Изверг своего отечества, или Жизнь потомственного дворянина, первого русского анархиста Михаила Бакунина - Астра
Шрифт:
Интервал:
Закладка:
У Бееров Виссарион был частым гостем. Несмотря на взрослость, двадцать четвертый год, перед женщинами он краснел и бледнел, но видеть их было для него насущной необходимостью. Конечно, на стороне, в «тех самых заведениях» за ним числились немалые подвиги по женской части, но душа его тянулась к совершенству в образе женщины.
Увидев сестер Бакуниных, Виссарион замер с открытыми глазами.
— Николай! Это ангелы, — он вцепился в его руку, потерявшийся от смущения. — Кто они? Как свеж близ них самый воздух…
— Смелее, Висяша. Смелее.
Опрометчивые слова Натальи усложнили все. Застенчивый, полный переживаний, Станкевич избегал теперь прямого общения с Любашей, боясь, как бы она не забрала в голову, что он влюблен, да еще и по указке. Любинька была еще осторожнее. Она берегла себя. Возможно ли мечтать о счастье после грозы, прогремевшей в Прямухино!
И все же… то взгляд, то словечко, то случайная встреча наедине в коридоре.
С Натальей Беер начались нервные припадки. На ее глазах зарождалась любовь. Бедная, она не знала цены жертвы, которую принесла!
Видел это и Александр Михайлович. Прощаясь перед отъездом, он пригласил молодого человека погостить осенью в Прямухино. Его, но не Белинского. Потомственный дворянин, Александр Михайлович уважал и оберегал свое сословие.
Лето выдалось ветреным, с ураганом. Хлеба полегли, но потом поправились, луга налились. Отошла страда луговая, полевая, огородная.
На Святой Руси петухи поют,Скоро будет день на Святой Руси.
Два приятеля, Станкевич и Ефремов, ехали из Москвы в Тверскую губернию. Ехали долго, с ночлегами.

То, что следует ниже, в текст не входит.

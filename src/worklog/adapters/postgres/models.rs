//! Diesel row models for worklog persistence.

use super::schema::{task_registry, worklog_rows, worklog_tables};
use chrono::{DateTime, NaiveDate, Utc};
use diesel::prelude::*;

/// Query result row for entry records.
#[derive(Debug, Clone, Queryable, Selectable)]
#[diesel(table_name = worklog_rows)]
#[diesel(check_for_backend(diesel::pg::Pg))]
pub struct EntryRow {
    /// Row position.
    pub id: i64,
    /// Logical table.
    pub table_kind: String,
    /// Entry identifier.
    pub entry_id: uuid::Uuid,
    /// Day the entry applies to.
    pub entry_date: NaiveDate,
    /// Task name.
    pub task_name: String,
    /// Newline-joined description.
    pub description: String,
    /// Hours in hundredths.
    pub hours_centi: i32,
    /// Latest status.
    pub status: String,
    /// Retained branch.
    pub branch: String,
    /// Latest commit SHA.
    pub commit_sha: String,
}

/// Insert and update model for entry records.
#[derive(Debug, Clone, PartialEq, Eq, Insertable, AsChangeset)]
#[diesel(table_name = worklog_rows)]
pub struct NewEntryRow {
    /// Logical table.
    pub table_kind: String,
    /// Entry identifier.
    pub entry_id: uuid::Uuid,
    /// Day the entry applies to.
    pub entry_date: NaiveDate,
    /// Task name.
    pub task_name: String,
    /// Newline-joined description.
    pub description: String,
    /// Hours in hundredths.
    pub hours_centi: i32,
    /// Latest status.
    pub status: String,
    /// Retained branch.
    pub branch: String,
    /// Latest commit SHA.
    pub commit_sha: String,
}

/// Insert model for the table catalog.
#[derive(Debug, Clone, Insertable)]
#[diesel(table_name = worklog_tables)]
pub struct NewCatalogRow {
    /// Logical table.
    pub kind: String,
    /// Creation timestamp.
    pub created_at: DateTime<Utc>,
}

/// Query and insert model for registry records.
#[derive(Debug, Clone, Queryable, Selectable, Insertable)]
#[diesel(table_name = task_registry)]
#[diesel(check_for_backend(diesel::pg::Pg))]
pub struct RegistryRow {
    /// Task name.
    pub task_name: String,
    /// Last commit timestamp.
    pub last_used: DateTime<Utc>,
}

Мягким теплом заливало бабье лето лежащую вокруг равнину, убранные поля, зеленые, чуть желтеющие леса. Покачиваясь в рессорной коляске, поглядывая по сторонам, друзья беседовали обо всем на свете.
«Путешествуй с теми, кого любишь» — с улыбкой потянулся Станкевич, растягивая усталые члены, и заговорил о последней своей находке, о работе известного немецкого философа Шеллинга, его книжечке «О принципах трансцендентального идеализма», которую в подлиннике читал накануне отъезда. Ясный ум Станкевича увидел в ней новое слово философии.
Ямщик, везший их, поначалу вслушивался в разговоры молодых людей, потом, помотав головой, затянул под нос дорожную песню.
— По его мысли, — излагал Николай, — реально то, что не может быть создано одним только мышлением. В то же время природа в своей высшей потенции есть не что иное как самосознание. Субъект и объект непосредственно едины в нем, где представляемое есть и представляющее, а созерцаемое — созерцающее. Получается, что совершеннейшее тождество бытия и представления — в самом знании. Как изящно и просто!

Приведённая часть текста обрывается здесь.